I hated that everything she had said to me was written in big bold lettersin my head. She was similar the annoying little kid in kindergarten that through sand on your face when you were making a pretty castle. I think what annoyed me most was that she was actually trying to get to know me and wanted to be my friend. I haven't had someone so interested in me since freshman year. Regina was there for me but that's only because she had to be. Of course there's Charlie and dad. But no one outside of my family had wanted to know me. The girl that cries in the shower, the girl that used to punch herself in the face as hard as she could just to feel something, because the pain simply felt good at that time.
Our choice of seating made a diamond shape in Spanish. Actually, we were missing the last point so it was more of a triangle. But nevertheless it was still a shape I was familiar with. I could look right and Puck would be there, then left and Santana would be there. It was similar to those movies where the protagonist has a devil and an angel on their shoulder. I didn't know who was the angel in this situation.
I hadn't done anything in class for the past 45 minutes. The teacher hadn't noticed because he'd been sitting at his desk doing crossword puzzles. Nobody else had noticed me either, not even Puck.
He was actually reading from the book we were given. What the fuck was happening? I stared up at the clock which was ticking so, so slowly. The ticking noise sounded so heavy in my ears. I wondered if I had gotten over the concussion two days ago. I didn't want anybody thinking I was high because my eyes were basically rolling in the back of my head at this point.
"What the fuck Britt?" There was that voice, the one that I fucking despised. My eye lids opened slightly to notice Santana shifting on her seat. I think she was trying to subtly move closer to me. I used all my strength to mouth 'no' and she stopped moving. I breathed. Relaxed. Everything was settling down and I saw that Santana had turned back towards her desk.
What did she think was going to happen if she moved over here? Was she going to wrap one arm around me and whisper 'it's going to be okay' a hundred times in my ear?
I looked towards her legs. She was rubbing her thighs against the other and biting her lip. When my eyes wandered towards her desk I noticed a different book laying there. It wasn't the one we'd been given. It was thinner and had a soft cover. I noticed the amount of flesh covering each page and placed a hand over my mouth to muffle my shriek. Santana turned her head slightly and watched my eyes widen.

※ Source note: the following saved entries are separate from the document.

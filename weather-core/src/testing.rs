//! Fixtures shared by the unit tests.

use std::collections::HashMap;

use async_trait::async_trait;
use reqwest::StatusCode;

use crate::{
    error::WeatherError,
    model::{Condition, Coord, Readings, Sys, WeatherRecord, Wind},
    provider::WeatherSource,
};

pub const LONDON_JSON: &str = r#"{
  "coord": {"lon": -0.1257, "lat": 51.5085},
  "weather": [{"id": 804, "main": "Clouds", "description": "overcast clouds", "icon": "04d"}],
  "base": "stations",
  "main": {"temp": 15.0, "feels_like": 14.2, "temp_min": 13.5, "temp_max": 16.1, "pressure": 1012, "humidity": 80},
  "visibility": 10000,
  "wind": {"speed": 3.1, "deg": 240},
  "clouds": {"all": 100},
  "dt": 1700010000,
  "sys": {"type": 2, "id": 2075535, "country": "GB", "sunrise": 1700000000, "sunset": 1700030000},
  "timezone": 0,
  "id": 2643743,
  "name": "London",
  "cod": 200
}"#;

pub fn london() -> WeatherRecord {
    WeatherRecord {
        name: "London".into(),
        coord: Some(Coord { lon: -0.1257, lat: 51.5085 }),
        weather: vec![Condition {
            main: "Clouds".into(),
            description: "overcast clouds".into(),
        }],
        main: Readings {
            temp: 15.0,
            feels_like: 14.2,
            temp_min: 13.5,
            temp_max: 16.1,
            humidity: 80,
            pressure: 1012,
        },
        wind: Wind { speed: 3.1, deg: 240 },
        sys: Sys {
            country: "GB".into(),
            sunrise: 1_700_000_000,
            sunset: 1_700_030_000,
        },
        timezone: Some(0),
    }
}

pub fn tokyo() -> WeatherRecord {
    WeatherRecord {
        name: "Tokyo".into(),
        coord: Some(Coord { lon: 139.6917, lat: 35.6895 }),
        weather: vec![Condition {
            main: "Clear".into(),
            description: "clear sky".into(),
        }],
        main: Readings {
            temp: 12.34,
            feels_like: 11.0,
            temp_min: 10.5,
            temp_max: 13.9,
            humidity: 55,
            pressure: 1020,
        },
        wind: Wind { speed: 1.5, deg: 10 },
        sys: Sys {
            country: "JP".into(),
            sunrise: 1_699_995_600,
            sunset: 1_700_034_000,
        },
        timezone: Some(32_400),
    }
}

/// Serves canned records; any other city answers 404.
#[derive(Debug, Default)]
pub struct StubSource {
    records: HashMap<String, WeatherRecord>,
}

impl StubSource {
    pub fn with(records: impl IntoIterator<Item = WeatherRecord>) -> Self {
        Self {
            records: records.into_iter().map(|r| (r.name.clone(), r)).collect(),
        }
    }
}

#[async_trait]
impl WeatherSource for StubSource {
    async fn fetch(&self, city: &str) -> Result<WeatherRecord, WeatherError> {
        self.records
            .get(city)
            .cloned()
            .ok_or_else(|| WeatherError::Status {
                city: city.to_string(),
                status: StatusCode::NOT_FOUND,
            })
    }
}
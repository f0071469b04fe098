use serde::{Deserialize, Serialize};

/// One decoded response of the OpenWeather current-weather endpoint.
///
/// Field names follow the upstream JSON so the same definition reads the
/// API response and writes the JSON log.
#[derive(Debug, Clone, PartialEq, Serialize, Deserialize)]
pub struct WeatherRecord {
    pub name: String,
    #[serde(default, skip_serializing_if = "Option::is_none")]
    pub coord: Option<Coord>,
    pub weather: Vec<Condition>,
    pub main: Readings,
    pub wind: Wind,
    pub sys: Sys,
    /// Shift from UTC in seconds.
    #[serde(default, skip_serializing_if = "Option::is_none")]
    pub timezone: Option<i64>,
}

impl WeatherRecord {
    /// The primary condition; upstream lists the most relevant one first.
    pub fn condition(&self) -> Option<&Condition> {
        self.weather.first()
    }
}

#[derive(Debug, Clone, Copy, PartialEq, Serialize, Deserialize)]
pub struct Coord {
    pub lon: f64,
    pub lat: f64,
}

#[derive(Debug, Clone, PartialEq, Serialize, Deserialize)]
pub struct Condition {
    pub main: String,
    pub description: String,
}

/// Temperatures in °C (the request asks for metric units).
#[derive(Debug, Clone, PartialEq, Serialize, Deserialize)]
pub struct Readings {
    pub temp: f64,
    pub feels_like: f64,
    pub temp_min: f64,
    pub temp_max: f64,
    pub humidity: u8,
    /// hPa
    pub pressure: u32,
}

#[derive(Debug, Clone, PartialEq, Serialize, Deserialize)]
pub struct Wind {
    /// m/s
    pub speed: f64,
    /// Upstream omits it in calm or unreported conditions.
    #[serde(default)]
    pub deg: u16,
}

#[derive(Debug, Clone, PartialEq, Serialize, Deserialize)]
pub struct Sys {
    #[serde(default)]
    pub country: String,
    /// Unix seconds, UTC.
    pub sunrise: i64,
    pub sunset: i64,
}
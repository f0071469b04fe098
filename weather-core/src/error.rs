use std::path::PathBuf;

use reqwest::StatusCode;
use thiserror::Error;

use crate::config::API_KEY_ENV;

/// Everything that can go wrong while getting one city's weather.
#[derive(Debug, Error)]
pub enum WeatherError {
    #[error("{} environment variable not set.", API_KEY_ENV)]
    MissingApiKey,

    #[error("Error fetching weather for {city}: {source}")]
    Transport {
        city: String,
        #[source]
        source: reqwest::Error,
    },

    #[error("API error for {city}: {status}")]
    Status { city: String, status: StatusCode },

    #[error("Decode error for {city}: {source}")]
    Decode {
        city: String,
        #[source]
        source: serde_json::Error,
    },

    #[error("No weather conditions reported for {city}")]
    NoConditions { city: String },
}

impl WeatherError {
    /// Status glyph prefixed to console messages.
    pub fn glyph(&self) -> &'static str {
        match self {
            WeatherError::MissingApiKey => "❗",
            WeatherError::Transport { .. } => "❌",
            WeatherError::Status { .. } => "⚠️",
            WeatherError::Decode { .. } | WeatherError::NoConditions { .. } => "🛑",
        }
    }
}

#[derive(Debug, Error)]
pub enum LogWriteError {
    #[error("{}: {source}", .path.display())]
    Io {
        path: PathBuf,
        #[source]
        source: std::io::Error,
    },

    #[error("failed to serialize weather records: {0}")]
    Serialize(#[from] serde_json::Error),
}

#[cfg(test)]
mod tests {
    use super::*;

    #[test]
    fn status_message_carries_status_line() {
        let err = WeatherError::Status {
            city: "Atlantis".into(),
            status: StatusCode::NOT_FOUND,
        };

        assert_eq!(err.to_string(), "API error for Atlantis: 404 Not Found");
        assert_eq!(err.glyph(), "⚠️");
    }

    #[test]
    fn missing_key_names_the_variable() {
        let err = WeatherError::MissingApiKey;
        assert_eq!(
            err.to_string(),
            "OPENWEATHER_API_KEY environment variable not set."
        );
        assert_eq!(err.glyph(), "❗");
    }

    #[test]
    fn decode_error_is_tagged() {
        let source = serde_json::from_str::<u8>("nope").unwrap_err();
        let err = WeatherError::Decode {
            city: "Lagos".into(),
            source,
        };

        assert!(err.to_string().starts_with("Decode error for Lagos:"));
        assert_eq!(err.glyph(), "🛑");
    }
}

She was looking at fucking porn in class.
She didn't look embarrassed and maybe I kept staring at her because her reaction was different from others. I chewed on the side of my mouth as her lips slid right along her cheeks. She was smirking at me and winked, before looking back towards the magazine.
I was still recovering from my almost faint when the bell rang. Really, really loud. Santana stood up really fast, grabbing her magazine and tucking it under her arm. I slipped Puck a note I had written last night, because it took me a while to gain courage to ask a guy out again, especially after Sam. I knew Puck had connections, I knew he'd be able to get me into the party tomorrow night. It wasn't even a party really. I had overheard some jocks and cheerleaders saying they were going to break into to the school on Saturday night and go for a swim in the gym pool.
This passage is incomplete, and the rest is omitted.